▸ THE TASK
Of all the lines below, output only those starting at the one with "World Error Types" and ending at the one with "not accept writes.", both ends included, exactly as written.

[Dataset entries]
====

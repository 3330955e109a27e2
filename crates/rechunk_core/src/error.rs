//! # World Error Types
//!
//! Errors a persisted world can report to its writers.

use thiserror::Error;

use crate::coord::{TileCoord, VoxelPos};

/// Errors that can occur when writing to a persisted world.
#[derive(Error, Debug, Clone, PartialEq, Eq)]
pub enum WorldError {
    /// The world does not accept writes.
    #[error("world '{0}' is read-only")]
    ReadOnly(String),

    /// The tile lies outside the world border.
    #[error("tile {0} is outside the world border")]
    TileOutOfBounds(TileCoord),

    /// The voxel position lies outside the world.
    #[error("voxel {0} is outside the world")]
    VoxelOutOfBounds(VoxelPos),

    /// The world refused the write for its own reasons.
    #[error("write rejected at {pos}: {reason}")]
    Rejected {
        /// Position of the refused write.
        pos: VoxelPos,
        /// Reason given by the world.
        reason: String,
    },
}

/// Result type for world operations.
pub type WorldResult<T> = Result<T, WorldError>;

====

▸ TASK RESULT
//! # World Error Types
//!
//! Errors a persisted world can report to its writers.

use thiserror::Error;

use crate::coord::{TileCoord, VoxelPos};

/// Errors that can occur when writing to a persisted world.
#[derive(Error, Debug, Clone, PartialEq, Eq)]
pub enum WorldError {
    /// The world does not accept writes.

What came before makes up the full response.